By Jennie L. Phipps ·
Sunday, September 2, 2012
Posted: 6 am ET

Would getting an automatic 10 percent pay raise in your combined household paychecks at age 55 keep you on the job longer?

University of Michigan economists John Laitner and Dan Silverman have researched the question and believe that on average, this kind of boost would keep people working another year and a half, which would give them more money to live on in retirement and increase the amount of income taxes they pay, which would be good for the country -- a retirement planning win-win.

Here's how they see this idea working.

Using data from the university's Institute for Social Research Health and Retirement Study and from the Consumer Expenditure Survey conducted by the U.S. Bureau of Labor Statistics, Laitner and Silverman calculated that if workers paid an additional 1 percent in payroll tax over their pre-55 working lives, they could stop paying payroll taxes at age 55 and the effect on Social Security revenue would be neutral.

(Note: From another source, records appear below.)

/// Popup UI for Tab URL Copier

use std::collections::HashMap;

use patternfly_yew::prelude::*;
use wasm_bindgen_futures::spawn_local;
use yew::prelude::*;

use crate::format::{format_snapshot, OutputFormat};
use crate::host::{self, TabScope};
use crate::operations::group_tabs;
use crate::storage::Settings;
use crate::tab_data::{HostTab, TabRecord};
use crate::ui::components::{CopiedToast, DelimiterPicker, FormatToggle, OptionCheckbox};

const NOTIFICATION_MS: u32 = 2500;

#[derive(Clone, PartialEq)]
enum AppState {
    Loading,
    Idle,
    Error(String),
}

/// Tabs of the current window as captured when the popup opened
#[derive(Clone, PartialEq, Default)]
struct Snapshot {
    tabs: Vec<TabRecord>,
    group_titles: HashMap<String, String>,
}

#[function_component(App)]
pub fn app() -> Html {
    let state = use_state(|| AppState::Loading);
    let snapshot = use_state(Snapshot::default);
    let settings = use_state(Settings::default);
    let copied = use_state(|| false);

    // Load settings and tabs on mount
    {
        let state = state.clone();
        let snapshot = snapshot.clone();
        let settings = settings.clone();

        use_effect_with((), move |_| {
            spawn_local(async move {
                settings.set(host::load_settings().await);

                match load_snapshot().await {
                    Ok(data) => {
                        snapshot.set(data);
                        state.set(AppState::Idle);
                    }
                    Err(e) => {
                        log::error!("{}", e);
                        state.set(AppState::Error(e));
                    }
                }
            });
            || ()
        });
    }

    // Apply a settings change and persist it
    let update_settings = {
        let settings = settings.clone();
        move |change: Box<dyn Fn(&mut Settings)>| {
            let mut next = (*settings).clone();
            change(&mut next);
            settings.set(next.clone());
            spawn_local(async move {
                if let Err(e) = host::save_settings(&next).await {
                    log::error!("{}", e);
                }
            });
        }
    };

    let on_format = {
        let update_settings = update_settings.clone();
        Callback::from(move |format: OutputFormat| {
            update_settings(Box::new(move |s: &mut Settings| s.set_format(format)));
        })
    };

    let on_delimiter = {
        let update_settings = update_settings.clone();
        Callback::from(move |delimiter: String| {
            update_settings(Box::new(move |s: &mut Settings| s.csv_delimiter = delimiter.clone()));
        })
    };

    let on_grouping = {
        let update_settings = update_settings.clone();
        Callback::from(move |checked: bool| {
            update_settings(Box::new(move |s: &mut Settings| s.use_grouping = checked));
        })
    };

    let on_title = {
        let update_settings = update_settings.clone();
        Callback::from(move |checked: bool| {
            update_settings(Box::new(move |s: &mut Settings| s.show_title = checked));
        })
    };

    let language = settings.language();
    let text = language.ui_text();
    let grouped = group_tabs(&snapshot.tabs);
    let count_text = language.tab_count_text(grouped.tab_count(), grouped.group_count());

    let options = settings.format_options();
    let preview = options
        .as_ref()
        .map_err(|e| e.to_string())
        .and_then(|o| format_snapshot(&snapshot.tabs, &snapshot.group_titles, o).map_err(|e| e.to_string()));
    let selected_format = options
        .as_ref()
        .map(|o| o.output_format)
        .unwrap_or(OutputFormat::List);

    let on_copy = {
        let state = state.clone();
        let copied = copied.clone();
        let output = preview.clone().unwrap_or_default();

        Callback::from(move |_| {
            let state = state.clone();
            let copied = copied.clone();
            let output = output.clone();

            spawn_local(async move {
                match host::write_clipboard(&output).await {
                    Ok(_) => {
                        log::info!("Copied {} bytes", output.len());
                        copied.set(true);
                        host::delay(NOTIFICATION_MS).await;
                        copied.set(false);
                    }
                    Err(e) => {
                        state.set(AppState::Error(e));
                    }
                }
            });
        })
    };

    let is_busy = matches!(*state, AppState::Loading);

    html! {
        <div class="padding-20">
            <h1 class="popup-title">{"Tab URL Copier"}</h1>
            <p class="tab-count">{count_text}</p>

            <FormatToggle {language} selected={selected_format} on_select={on_format} />

            if selected_format == OutputFormat::Csv {
                <DelimiterPicker {language} selected={settings.csv_delimiter.clone()} on_select={on_delimiter} />
            }

            <div class="options">
                <OptionCheckbox label={text.group_by_tab_group} checked={settings.use_grouping} on_toggle={on_grouping} />
                <OptionCheckbox label={text.include_titles} checked={settings.show_title} on_toggle={on_title} />
            </div>

            // Status display
            {match &*state {
                AppState::Loading => html! {
                    <div class="loading-text-center">
                        <Spinner />
                    </div>
                },
                AppState::Error(err) => html! {
                    <div class="message-top-margin">
                        <Alert r#type={AlertType::Danger} title={text.error} inline={true}>
                            {err.clone()}
                        </Alert>
                    </div>
                },
                AppState::Idle => html! {}
            }}

            {match &preview {
                Ok(output) => html! { <pre id="output" class="output">{output.clone()}</pre> },
                Err(e) => html! {
                    <Alert r#type={AlertType::Warning} title={text.settings} inline={true}>
                        {e.clone()}
                    </Alert>
                },
            }}

            <Button onclick={on_copy} disabled={is_busy || preview.is_err()} variant={ButtonVariant::Primary} block={true}>
                {text.copy}
            </Button>

            <CopiedToast {language} visible={*copied} />
        </div>
    }
}

async fn load_snapshot() -> Result<Snapshot, String> {
    let tabs = host::load_tabs(TabScope::CurrentWindow).await?;
    let group_titles = host::load_group_titles(&tabs).await;

    Ok(Snapshot {
        tabs: tabs.iter().map(HostTab::to_record).collect(),
        group_titles,
    })
}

Workers who left the workforce early would miss out on the reward of avoiding payroll taxes, while those who stayed in the labor force would get the significant pay increase created by being able to skip paying payroll taxes. The longer they work, the bigger the reward.

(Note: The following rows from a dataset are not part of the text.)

/// Rendering grouped tabs as list or CSV text
///
/// Both formats walk the same order: every tab of every group in stored
/// order, then the ungrouped tabs. Nothing here keeps state between calls.
use std::collections::HashMap;
use std::fmt;
use std::str::FromStr;

use thiserror::Error;

use crate::operations::{group_tabs, name_groups_from};
use crate::tab_data::{GroupedTabs, TabRecord};

#[derive(Debug, Clone, PartialEq, Eq, Error)]
pub enum FormatError {
    #[error("unsupported output format: {0:?}")]
    UnsupportedFormat(String),
    #[error("CSV delimiter must be a single character, got {0:?}")]
    InvalidDelimiter(String),
}

#[derive(Debug, Clone, Copy, PartialEq, Eq)]
pub enum OutputFormat {
    List,
    Csv,
}

impl OutputFormat {
    pub fn as_str(&self) -> &'static str {
        match self {
            OutputFormat::List => "list",
            OutputFormat::Csv => "csv",
        }
    }
}

impl fmt::Display for OutputFormat {
    fn fmt(&self, f: &mut fmt::Formatter<'_>) -> fmt::Result {
        f.write_str(self.as_str())
    }
}

impl FromStr for OutputFormat {
    type Err = FormatError;

    fn from_str(s: &str) -> Result<Self, Self::Err> {
        match s {
            "list" => Ok(OutputFormat::List),
            "csv" => Ok(OutputFormat::Csv),
            other => Err(FormatError::UnsupportedFormat(other.to_string())),
        }
    }
}

/// Everything that changes how a snapshot is rendered
#[derive(Debug, Clone, PartialEq, Eq)]
pub struct FormatOptions {
    pub output_format: OutputFormat,
    pub grouping_enabled: bool,
    pub include_title: bool,
    pub csv_delimiter: char,
    pub no_group_label: String,
    pub untitled_group_label: String,
}

/// Parse a stored delimiter setting into the single character it names
pub fn parse_delimiter(value: &str) -> Result<char, FormatError> {
    let mut chars = value.chars();
    match (chars.next(), chars.next()) {
        (Some(c), None) => Ok(c),
        _ => Err(FormatError::InvalidDelimiter(value.to_string())),
    }
}

/// Quote a CSV field if it contains the delimiter, a quote or a newline
pub fn escape_csv_field(value: &str, delimiter: char) -> String {
    if value.contains(delimiter) || value.contains('"') || value.contains('\n') {
        format!("\"{}\"", value.replace('"', "\"\""))
    } else {
        value.to_string()
    }
}

/// Every tab paired with the label of the group it belongs to
fn labeled_tabs<'a>(
    data: &'a GroupedTabs,
    options: &'a FormatOptions,
) -> impl Iterator<Item = (&'a str, &'a TabRecord)> {
    let grouped = data
        .groups
        .iter()
        .flat_map(|group| group.tabs.iter().map(move |tab| (group.name.as_str(), tab)));
    let ungrouped = data
        .ungrouped
        .iter()
        .map(move |tab| (options.no_group_label.as_str(), tab));
    grouped.chain(ungrouped)
}

/// Render one record per tab: group line, optional title, URL, blank line
pub fn render_list(data: &GroupedTabs, options: &FormatOptions) -> String {
    let mut output = String::new();

    for (label, tab) in labeled_tabs(data, options) {
        if options.grouping_enabled {
            output.push_str(label);
            output.push('\n');
        }
        if options.include_title {
            output.push_str(&tab.title);
            output.push('\n');
        }
        output.push_str(&tab.url);
        output.push_str("\n\n");
    }

    output
}

/// Render one delimited line per tab
pub fn render_csv(data: &GroupedTabs, options: &FormatOptions) -> String {
    let d = options.csv_delimiter;
    let separator = d.to_string();
    let mut output = String::new();

    for (label, tab) in labeled_tabs(data, options) {
        let mut fields = Vec::with_capacity(3);
        if options.grouping_enabled {
            fields.push(escape_csv_field(label, d));
        }
        if options.include_title {
            fields.push(escape_csv_field(&tab.title, d));
        }
        fields.push(escape_csv_field(&tab.url, d));

        output.push_str(&fields.join(separator.as_str()));
        output.push('\n');
    }

    output
}

/// Render in whichever format the options select
///
/// Unknown format names are rejected when the options are built (see
/// [`OutputFormat::from_str`]), so every `OutputFormat` renders; the
/// `Result` keeps the same error type as the rest of the pipeline.
pub fn render(data: &GroupedTabs, options: &FormatOptions) -> Result<String, FormatError> {
    let text = match options.output_format {
        OutputFormat::List => render_list(data, options),
        OutputFormat::Csv => render_csv(data, options),
    };
    Ok(text)
}

/// Group, name and render one tab snapshot
///
/// `group_titles` maps group keys to the titles the host returned; groups
/// without an entry get the untitled label.
pub fn format_snapshot(
    tabs: &[TabRecord],
    group_titles: &HashMap<String, String>,
    options: &FormatOptions,
) -> Result<String, FormatError> {
    let grouped = name_groups_from(group_tabs(tabs), group_titles, &options.untitled_group_label);
    render(&grouped, options)
}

Laitner says that for about 80 percent of people, quitting early is a lifestyle choice -- one that is very expensive for both Social Security and the rest of the U.S. budget, not only because they start collecting Social Security early, but also -- and more significantly -- they pay far less in income taxes. Keeping people over 55 working another year and a half would increase what they pay in income taxes by an average of $14,000 per household, Laitner calculates, a number that would go a long way toward reducing the federal deficit.

"This plan gives people a choice between the value of work and the value of leisure, and we think the value of work will win," if the plan were adopted, Leitner says.

This blog post originally contained an estimate of how much it would cost the average household if workers paid an additional 1 percent in payroll taxes. The number has been removed because it represented an estimate that could vary widely.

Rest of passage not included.